Mikroenjeksiyon sonuçlarını göstermek için, biz, Cam protein Heart (HEG) düzeyleri işlemek için bu protokol kullanılır. HEG normal kalp gelişimi için gerekli bir transmembran proteindir. Onun yokluğunda, embriyolar dev girişi yolları ve odaları 1 kalpleri gelişir. Biz 500 mcM bir konsantrasyonda HEG heg_e3i3_egfr1 ve heg_e4i4_egfr2 karşı daha önce tanımlanmamış iki morpholinos enjekte etti. 2 gün yazılan gübreleme, uninjected kardeş kontrolleri (Şekil 2A ve B) beklenen normal görünür. Heg_e3i3_egfr1 ile enjekte Embriyolar beyin ödemi (Şekil 2C). Bu morphants en kalbini morfolojisi değişmiş olmasına rağmen, kendi odalarına normal büyüklükte (Şekil 2B). Embriyolar enjekteheg_e4i4_egfr2 sergi değişken kalp kusurları. Diğerleri büyük girişinin yolları ve orta derecede genişlemiş kulakçıklar (Şekil 2E ve F), bazıları normal görünür. Önceden 1 rapor HEG mutant, büyük ölçüde genişlemiş içeakımın ve atrium (Şekil 2G ve H).

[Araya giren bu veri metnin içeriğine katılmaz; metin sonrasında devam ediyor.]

//! Merge strategies: how source suites' children attach to the target
//!
//! ## Algorithm
//!
//! Both strategies walk the direct children of every source suite and decide,
//! per child, whether it corresponds to a suite already under the target:
//!
//! - a corresponding suite exists → fold: the child's own children are merged
//!   into that suite, recursively, under the same matching rule;
//! - no correspondence → the whole subtree is reparented under the target,
//!   rewriting `parent` on the child and `run_id` across the subtree.
//!
//! The strategies differ only in the matching rule:
//! - `MergeById` matches by the stable external `unique_id`;
//! - `MergeByName` matches by name plus invocation parameters.
//!
//! Children carrying no match key (e.g. no `unique_id` under BY_ID) are
//! reparented directly. Source suites themselves are never deleted; a folded
//! duplicate stays behind, emptied, under its source.

use runledger_core::{ItemRepository, Result, RunId, TestItem};
use std::collections::HashMap;
use tracing::debug;

/// Merge strategy selector
///
/// A closed set; unknown wire selectors are rejected before any child reads.
#[derive(Debug, Clone, Copy, PartialEq, Eq, Hash)]
pub enum MergeStrategyKind {
    /// Match children by stable external identifier
    ById,
    /// Match children by name and invocation parameters
    ByName,
}

impl MergeStrategyKind {
    /// Parse a wire selector, case-insensitively
    ///
    /// Returns None for unknown selectors; callers surface that as
    /// `UnsupportedMergeStrategy`.
    pub fn from_selector(selector: &str) -> Option<Self> {
        match selector.trim().to_ascii_uppercase().as_str() {
            "BY_ID" => Some(MergeStrategyKind::ById),
            "BY_NAME" => Some(MergeStrategyKind::ByName),
            _ => None,
        }
    }

    /// The canonical wire selector for this strategy
    pub fn as_selector(&self) -> &'static str {
        match self {
            MergeStrategyKind::ById => "BY_ID",
            MergeStrategyKind::ByName => "BY_NAME",
        }
    }
}

/// Polymorphic merge capability over the in-memory hierarchy
pub trait MergeStrategy: Send + Sync {
    /// Attach the sources' children under the target
    ///
    /// Reads and rewrites child items through the repository; the target and
    /// source suite records themselves are left untouched.
    ///
    /// # Errors
    ///
    /// Returns an error if a repository operation fails.
    fn merge_items(
        &self,
        target: &TestItem,
        sources: &[TestItem],
        items: &dyn ItemRepository,
    ) -> Result<()>;
}

/// BY_ID strategy: children correspond when their `unique_id`s are equal
#[derive(Debug, Default)]
pub struct MergeById;

/// BY_NAME strategy: children correspond when name and parameters are equal
#[derive(Debug, Default)]
pub struct MergeByName;

impl MergeStrategy for MergeById {
    fn merge_items(
        &self,
        target: &TestItem,
        sources: &[TestItem],
        items: &dyn ItemRepository,
    ) -> Result<()> {
        fold_sources(MergeStrategyKind::ById, target, sources, items)
    }
}

impl MergeStrategy for MergeByName {
    fn merge_items(
        &self,
        target: &TestItem,
        sources: &[TestItem],
        items: &dyn ItemRepository,
    ) -> Result<()> {
        fold_sources(MergeStrategyKind::ByName, target, sources, items)
    }
}

/// Resolve a strategy selector to its implementation
///
/// The set is closed, so a `match` over static instances stands in for an
/// open registry.
pub fn strategy_for(kind: MergeStrategyKind) -> &'static dyn MergeStrategy {
    match kind {
        MergeStrategyKind::ById => &MergeById,
        MergeStrategyKind::ByName => &MergeByName,
    }
}

/// Identity under which children of different suites correspond
type MatchKey = (String, Vec<String>);

fn match_key(kind: MergeStrategyKind, item: &TestItem) -> Option<MatchKey> {
    match kind {
        MergeStrategyKind::ById => item.unique_id.clone().map(|id| (id, Vec::new())),
        MergeStrategyKind::ByName => Some((item.name.clone(), item.parameters.clone())),
    }
}

fn fold_sources(
    kind: MergeStrategyKind,
    target: &TestItem,
    sources: &[TestItem],
    items: &dyn ItemRepository,
) -> Result<()> {
    for source in sources {
        let children = items.find_children(&source.id)?;
        debug!(
            source = %source.id,
            target = %target.id,
            children = children.len(),
            strategy = kind.as_selector(),
            "folding source suite into target"
        );
        merge_children(kind, target, children, items)?;
    }
    Ok(())
}

/// Merge a batch of children into `into`, matching against its current suite
/// children.
fn merge_children(
    kind: MergeStrategyKind,
    into: &TestItem,
    children: Vec<TestItem>,
    items: &dyn ItemRepository,
) -> Result<()> {
    // Index the suites already under `into` by match key. Non-suites never
    // fold, so they are not indexed.
    let mut suites_by_key: HashMap<MatchKey, TestItem> = items
        .find_children(&into.id)?
        .into_iter()
        .filter(|c| c.is_suite())
        .filter_map(|c| match_key(kind, &c).map(|k| (k, c)))
        .collect();

    for child in children {
        let key = match_key(kind, &child);
        let counterpart = key
            .as_ref()
            .and_then(|k| suites_by_key.get(k))
            .filter(|_| child.is_suite())
            .cloned();
        match counterpart {
            Some(counterpart) => {
                let grandchildren = items.find_children(&child.id)?;
                merge_children(kind, &counterpart, grandchildren, items)?;
            }
            None => {
                let moved = move_subtree(&child, into, items)?;
                // A moved suite becomes a fold candidate for later sources.
                if moved.is_suite() {
                    if let Some(k) = key {
                        suites_by_key.insert(k, moved);
                    }
                }
            }
        }
    }
    Ok(())
}

/// Reparent `item` under `new_parent`, rewriting run membership across the
/// whole subtree.
fn move_subtree(
    item: &TestItem,
    new_parent: &TestItem,
    items: &dyn ItemRepository,
) -> Result<TestItem> {
    let mut moved = item.clone();
    moved.parent = Some(new_parent.id);
    rehome(&mut moved, new_parent.run_id, items)?;
    Ok(moved)
}

/// Rewrite `run_id` on an item and all of its descendants
fn rehome(item: &mut TestItem, run: RunId, items: &dyn ItemRepository) -> Result<()> {
    item.run_id = run;
    items.save_item(item)?;
    for mut child in items.find_children(&item.id)? {
        rehome(&mut child, run, items)?;
    }
    Ok(())
}
//! Core types for the runledger test-reporting backend
//!
//! This crate defines the foundational vocabulary shared by every layer:
//! - Identifiers (`ItemId`, `RunId`, `ProjectId`)
//! - Timestamps (microsecond precision, monotonic-friendly)
//! - Domain entities (`TestItem`, `Run`, `Project`)
//! - Aggregate statistics counters (derived, never authoritative)
//! - The error taxonomy and `Result` alias
//! - Repository traits that abstract the storage collaborator

#![warn(missing_docs)]
#![warn(clippy::all)]

pub mod error;
pub mod item;
pub mod project;
pub mod run;
pub mod statistics;
pub mod time;
pub mod traits;
pub mod types;

pub use error::{Error, Result};
pub use item::{DefectType, ItemLevel, ItemStatus, TestItem};
pub use project::{CalculationStrategy, Project, ProjectConfiguration};
pub use run::Run;
pub use statistics::{DefectCounter, ExecutionCounter, Statistics};
pub use time::Timestamp;
pub use traits::{ItemRepository, ProjectRepository, RunRepository};
pub use types::{ItemId, ProjectId, RunId};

Ayrıca, tam uzunlukta cDNA HEG transkripsiyonu 400 ng / mcL mRNA wild tip embriyolar enjekte edildi . (Şekil 3A ve B) uninjected kontrolleri normalde geliştirirken, embriyolar ana gövde eksen, baş ve gövde nekrozu, ve orta hat defektleri (Şekil 3C kısaltılması, mRNA fenotiplerinin wild tip görünüm şiddetli Siklopi değişen bir spektrum sergi HEG ile enjekte ve D).

Şekil 1 enjekte edilir. Embriyolar bir Petri kabındaki bir mikroskop lamı (A) karşı dizilmiştir. Enjeksiyon hacmi bir mikrometre yerleştirilen madeni yağ içine enjekte edilerek belirlenir. , Yaygın olarak kullanılan 500 pL, bir enjeksiyon hacmi 0,1 mm (B) bir çapa sahiptir. Hemen enjeksiyondan sonra, morfolino veya mRNA sarısı (C) noktasal bir nokta olarak görünür.

Şekil 2 2 gün yazılan gübreleme, uninjected embriyoların brüt kusurları (A) veya kalp fenotip (B) vardır. Morfolino heg_e3i3_egfr1 enjekte Embriyolar beyin ödemi (C, ok) ama normal boyutlu kalp boşluklarının (D) var. Morfolino heg_e4i4_egfr2 enjekte Bazı embriyolar genişlemiş girişi yolları ve kulakçıklar (E, F) var. HEG mutantlar ölçüde genişlemiş girişi yolları ve kulakçıklar (G, H) var. (A), (C), (E) ve (G) 4x DIC görüntüler; (B), (D), (F) ve (H), 20x DIC görüntü. = atrium, = içeakımın.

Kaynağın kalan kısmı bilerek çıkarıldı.